On the picture above, it is possible to see, that after I add S3 Access logs (they are from 5/7/2019 also analysed with/sent to ELK), the 'Network In' load is growing daily. To me it seems like the S3 input plugin is scanning whole bucket of S3 Access logs (logs of S3 Access log appears like one line in separate file - so there is quite huge number of files, in that S3 bucket).
Currently we are using 16x S3 input plugin in logstash.conf (in the input part) - please, see example of configuration below*.
input
{
s3
{
bucket => "<bucket_name>"
prefix => "production/lb/<path>/elasticloadbalancing/eu-west-1/"
region => "eu-west-1"
type => "alblogs"
codec => plain
sincedb_path => "/opt/<path>/elasticsearch/plugins/repository-s3/alblogs.txt"

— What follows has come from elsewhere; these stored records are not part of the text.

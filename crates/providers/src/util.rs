//! Shared utility functions for provider adapters.

use bt_domain::config::AuthConfig;
use bt_domain::error::{CredentialFailure, Error, Result};
use serde_json::Value;

/// Longest provider error message carried into an [`Error`].
const MAX_ERROR_MESSAGE_CHARS: usize = 500;

/// Convert a [`reqwest::Error`] into the domain [`Error`] type.
///
/// Timeout errors map to [`Error::Timeout`]; everything else maps to
/// [`Error::Http`]. The request URL is stripped first since Gemini carries
/// the key in its query string.
pub(crate) fn from_reqwest(e: reqwest::Error) -> Error {
    let e = e.without_url();
    if e.is_timeout() {
        Error::Timeout(e.to_string())
    } else {
        Error::Http(e.to_string())
    }
}

/// Classify a non-success response from its status and error body.
///
/// Both provider families wrap failures as `{"error": {...}}`: Gemini sets
/// `status` (e.g. `RESOURCE_EXHAUSTED`) and a `reason` detail, OpenAI sets a
/// string `code` (e.g. `invalid_api_key`). Anything that points at the key
/// becomes [`Error::Credential`]; the rest is [`Error::Provider`].
pub(crate) fn classify_http_failure(provider: &str, status: u16, body: &str) -> Error {
    let parsed: Option<Value> = serde_json::from_str(body).ok();
    let err = parsed.as_ref().and_then(|v| v.get("error"));

    let message = err
        .and_then(|e| e.get("message"))
        .and_then(Value::as_str)
        .unwrap_or(body);
    let message: String = message.chars().take(MAX_ERROR_MESSAGE_CHARS).collect();
    let status_text = err
        .and_then(|e| e.get("status"))
        .and_then(Value::as_str)
        .unwrap_or("");
    let code = err
        .and_then(|e| e.get("code"))
        .and_then(Value::as_str)
        .unwrap_or("");
    let lower = message.to_lowercase();

    let reason = if status == 429
        || status_text == "RESOURCE_EXHAUSTED"
        || matches!(code, "insufficient_quota" | "rate_limit_exceeded")
    {
        Some(CredentialFailure::QuotaExceeded)
    } else if lower.contains("expired") && (lower.contains("key") || lower.contains("token")) {
        Some(CredentialFailure::Expired)
    } else if status == 401
        || status_text == "UNAUTHENTICATED"
        || code == "invalid_api_key"
        || body.contains("API_KEY_INVALID")
        || lower.contains("api key not valid")
    {
        Some(CredentialFailure::Invalid)
    } else if status == 403 || status_text == "PERMISSION_DENIED" {
        Some(CredentialFailure::PermissionDenied)
    } else {
        None
    };

    match reason {
        Some(reason) => Error::Credential {
            provider: provider.to_string(),
            reason,
            status: Some(status),
            message,
        },
        None => Error::Provider {
            provider: provider.to_string(),
            status,
            message,
        },
    }
}

/// Classify an `{"error": {...}}` object that arrived inside a stream.
pub(crate) fn classify_stream_error(provider: &str, data: &str, error: &Value) -> Error {
    let status = error
        .get("code")
        .and_then(Value::as_u64)
        .and_then(|c| u16::try_from(c).ok())
        .unwrap_or(500);
    classify_http_failure(provider, status, data)
}

/// Redact API key from URL for safe logging.
pub(crate) fn redact_url_key(url: &str) -> String {
    if let Some(idx) = url.find("key=") {
        let prefix = &url[..idx + 4];
        let rest = &url[idx + 4..];
        let end = rest.find('&').unwrap_or(rest.len());
        format!("{prefix}[REDACTED]{}", &rest[end..])
    } else {
        url.to_string()
    }
}

/// Resolve the API key from an [`AuthConfig`].
///
/// Precedence:
/// 1. `key` field (plaintext, warns)
/// 2. `service` + `account` → OS keychain via `keyring`
/// 3. `env` field (reads environment variable)
/// 4. Fallback for keychain mode: env var `{SERVICE}_{ACCOUNT}` uppercased
/// 5. Error
pub fn resolve_api_key(auth: &AuthConfig) -> Result<String> {
    if let Some(ref key) = auth.key {
        tracing::warn!(
            "API key loaded from plaintext config field 'key'; \
             prefer 'env', 'keys' or the keychain instead"
        );
        return Ok(key.clone());
    }

    if let (Some(ref service), Some(ref account)) = (&auth.service, &auth.account) {
        match resolve_from_keychain(service, account) {
            Ok(secret) => return Ok(secret),
            Err(e) => {
                tracing::warn!(
                    service = %service,
                    account = %account,
                    error = %e,
                    "keychain lookup failed, falling through to env"
                );
            }
        }
    }

    if let Some(ref env_var) = auth.env {
        return std::env::var(env_var).map_err(|_| {
            Error::Auth(format!(
                "environment variable '{}' not set or not valid UTF-8",
                env_var
            ))
        });
    }

    // Headless fallback: {SERVICE}_{ACCOUNT} uppercased
    if let (Some(ref service), Some(ref account)) = (&auth.service, &auth.account) {
        let fallback_var = keychain_fallback_env_name(service, account);
        if let Ok(val) = std::env::var(&fallback_var) {
            tracing::info!(
                env_var = %fallback_var,
                "API key resolved from keychain headless fallback env var"
            );
            return Ok(val);
        }
    }

    Err(Error::Auth(
        "no API key configured: set 'keys', 'key', 'env', or keychain \
         'service'+'account' in the provider auth section"
            .into(),
    ))
}

/// Try to read a secret from the OS keychain.
///
/// Returns an error on headless systems where no keychain daemon is available.
pub fn resolve_from_keychain(service: &str, account: &str) -> Result<String> {
    let entry = keyring::Entry::new(service, account)
        .map_err(|e| Error::Auth(format!("keyring entry creation failed: {e}")))?;
    entry
        .get_password()
        .map_err(|e| Error::Auth(format!("keyring get_password failed: {e}")))
}

/// Build the headless fallback env var name for a keychain service/account.
///
/// Example: `("banter", "gemini-api-key")` → `"BANTER_GEMINI_API_KEY"`.
pub fn keychain_fallback_env_name(service: &str, account: &str) -> String {
    format!(
        "{}_{}",
        service.to_uppercase().replace('-', "_"),
        account.to_uppercase().replace('-', "_"),
    )
}
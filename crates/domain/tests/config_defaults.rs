use bt_domain::config::{Config, ConfigSeverity, ProviderKind};
use bt_domain::locale::Locale;
use std::collections::HashMap;

#[test]
fn budget_defaults_match_documented_heuristics() {
    let config = Config::default();
    assert_eq!(config.budget.max_payload_bytes, 200 * 1024 * 1024);
    assert!((config.budget.inflation_factor - 1.8).abs() < f64::EPSILON);
    assert_eq!(config.budget.truncation_threshold_bytes, 500 * 1024);
    assert_eq!(config.budget.truncate_keep_chars, 2_000);
}

#[test]
fn chat_defaults() {
    let config = Config::default();
    assert_eq!(config.chat.provider, "gemini");
    assert!((config.chat.temperature - 0.7).abs() < f32::EPSILON);
    assert_eq!(config.chat.locale, Locale::En);
    assert!(!config.chat.search.enabled_by_default);
    assert!(config.chat.max_tokens.is_none());
}

#[test]
fn budget_constants_are_overridable() {
    let toml_str = r#"
[budget]
inflation_factor = 2.0
truncate_keep_chars = 500
"#;
    let config: Config = toml::from_str(toml_str).unwrap();
    assert!((config.budget.inflation_factor - 2.0).abs() < f64::EPSILON);
    assert_eq!(config.budget.truncate_keep_chars, 500);
    // Untouched fields keep their defaults.
    assert_eq!(config.budget.max_payload_bytes, 200 * 1024 * 1024);
}

#[test]
fn full_config_parses() {
    let toml_str = r#"
[chat]
provider = "openai"
model = "gpt-4o-mini"
temperature = 0.3
max_tokens = 1024
context_length = 20
locale = "zh-CN"

[chat.search]
enabled_by_default = true
optimizer = true

[persona]
name = "Tutor"
system_prompt = "You are a patient tutor."
temperature = 0.2
memory_enabled = true
memories = ["Prefers short answers"]

[title]
api_url = "https://titles.test/v1"
api_key = "tk"
model = "tiny"

[[providers]]
id = "gemini"
kind = "google"
base_url = "https://generativelanguage.googleapis.com"
default_model = "gemini-2.5-flash"

[providers.auth]
keys = ["GEMINI_KEYS"]

[[providers]]
id = "openai"
kind = "openai_compat"
base_url = "https://api.openai.com/v1"
models = ["gpt-4o", "gpt-4o-mini"]

[providers.auth]
env = "OPENAI_API_KEY"
"#;
    let config: Config = toml::from_str(toml_str).unwrap();
    assert_eq!(config.providers.len(), 2);
    assert_eq!(config.providers[0].kind, ProviderKind::Google);
    assert_eq!(config.providers[0].auth.keys, vec!["GEMINI_KEYS"]);
    assert_eq!(config.chat_provider().unwrap().id, "openai");
    assert_eq!(config.chat.context_length, Some(20));
    assert_eq!(config.chat.locale, Locale::ZhCn);
    assert!(config.chat.search.optimizer);
    assert_eq!(config.persona.temperature, Some(0.2));
    assert_eq!(config.persona.memories.len(), 1);
    assert!(config.title.is_configured());
    assert!(config.validate().is_empty());
}

#[test]
fn unknown_chat_provider_is_an_error() {
    let toml_str = r#"
[chat]
provider = "missing"

[[providers]]
id = "gemini"
kind = "google"
base_url = "https://generativelanguage.googleapis.com"
"#;
    let config: Config = toml::from_str(toml_str).unwrap();
    let issues = config.validate();
    assert!(issues
        .iter()
        .any(|e| e.field == "chat.provider" && e.severity == ConfigSeverity::Error));
}

#[test]
fn empty_config_only_warns() {
    let issues = Config::default().validate();
    assert_eq!(issues.len(), 1);
    assert_eq!(issues[0].severity, ConfigSeverity::Warning);
    assert_eq!(issues[0].field, "providers");
}

#[test]
fn env_overrides_apply_per_provider() {
    let toml_str = r#"
[[providers]]
id = "my-relay"
kind = "openai_compat"
base_url = "https://api.openai.com/v1"
"#;
    let mut config: Config = toml::from_str(toml_str).unwrap();
    let env: HashMap<&str, &str> = [
        ("BANTER_MY_RELAY_BASE_URL", "https://relay.test/v1"),
        ("BANTER_MY_RELAY_MODELS", "a, b,,c"),
        ("BANTER_TITLE_API_URL", "https://titles.test"),
    ]
    .into_iter()
    .collect();

    config.apply_env_overrides_with(|k| env.get(k).map(|v| v.to_string()));

    assert_eq!(config.providers[0].base_url, "https://relay.test/v1");
    assert_eq!(config.providers[0].models, vec!["a", "b", "c"]);
    assert_eq!(config.title.api_url.as_deref(), Some("https://titles.test"));
    assert!(!config.title.is_configured());
}
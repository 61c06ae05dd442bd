//! History and persona files.
//!
//! History is a JSON array of messages; a missing file is an empty
//! conversation. Writes go through a temp file in the same directory and an
//! atomic rename.

use anyhow::Context;
use bt_domain::config::Persona;
use bt_domain::message::Message;
use std::io::Write;
use std::path::Path;

pub fn load_history(path: &Path) -> anyhow::Result<Vec<Message>> {
    if !path.exists() {
        return Ok(Vec::new());
    }
    let raw = std::fs::read_to_string(path)
        .with_context(|| format!("reading {}", path.display()))?;
    if raw.trim().is_empty() {
        return Ok(Vec::new());
    }
    serde_json::from_str(&raw).with_context(|| format!("parsing {}", path.display()))
}

pub fn save_history(path: &Path, history: &[Message]) -> anyhow::Result<()> {
    let dir = match path.parent() {
        Some(p) if !p.as_os_str().is_empty() => p,
        _ => Path::new("."),
    };
    std::fs::create_dir_all(dir).with_context(|| format!("creating {}", dir.display()))?;

    let json = serde_json::to_string_pretty(history)?;
    let mut tmp = tempfile::NamedTempFile::new_in(dir)
        .with_context(|| format!("creating temp file in {}", dir.display()))?;
    tmp.write_all(json.as_bytes())?;
    tmp.write_all(b"\n")?;
    tmp.persist(path)
        .with_context(|| format!("writing {}", path.display()))?;
    Ok(())
}

/// Persona from a TOML file with the same fields as the `[persona]` section.
pub fn load_persona(path: &Path) -> anyhow::Result<Persona> {
    let raw = std::fs::read_to_string(path)
        .with_context(|| format!("reading {}", path.display()))?;
    toml::from_str(&raw).with_context(|| format!("parsing {}", path.display()))
}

secret_access_key => "<secret>"
access_key_id => "<access_key_id>"
}
...
filter {
if [type] == "alblogs" {
grok {
match => ["message", "%{TIMESTAMP_ISO8601:timestamp} %{NOTSPACE:loadbalancer} %{IP:client_ip}:%{NUMBER:client_port:int} (?:%{IP:backend_ip}:%{NUMBER:backend_port:int}|-) %{NUMBER:request_processing_time:float} %{NUMBER:backend_processing_time:float} %{NUMBER:response_processing_time:float} (?:%{NUMBER:elb_status_code:int}|-) (?:%{NUMBER:backend_status_code:int}|-) %{NUMBER:received_bytes:int} %{NUMBER:sent_bytes:int} \"(?:%{WORD:verb}|-) (?:%{GREEDYDATA:request}|-) (?:HTTP/%{NUMBER:httpversion}|-( )?)\" \"%{DATA:userAgent}\"( %{NOTSPACE:ssl_cipher} %{NOTSPACE:ssl_protocol})?"]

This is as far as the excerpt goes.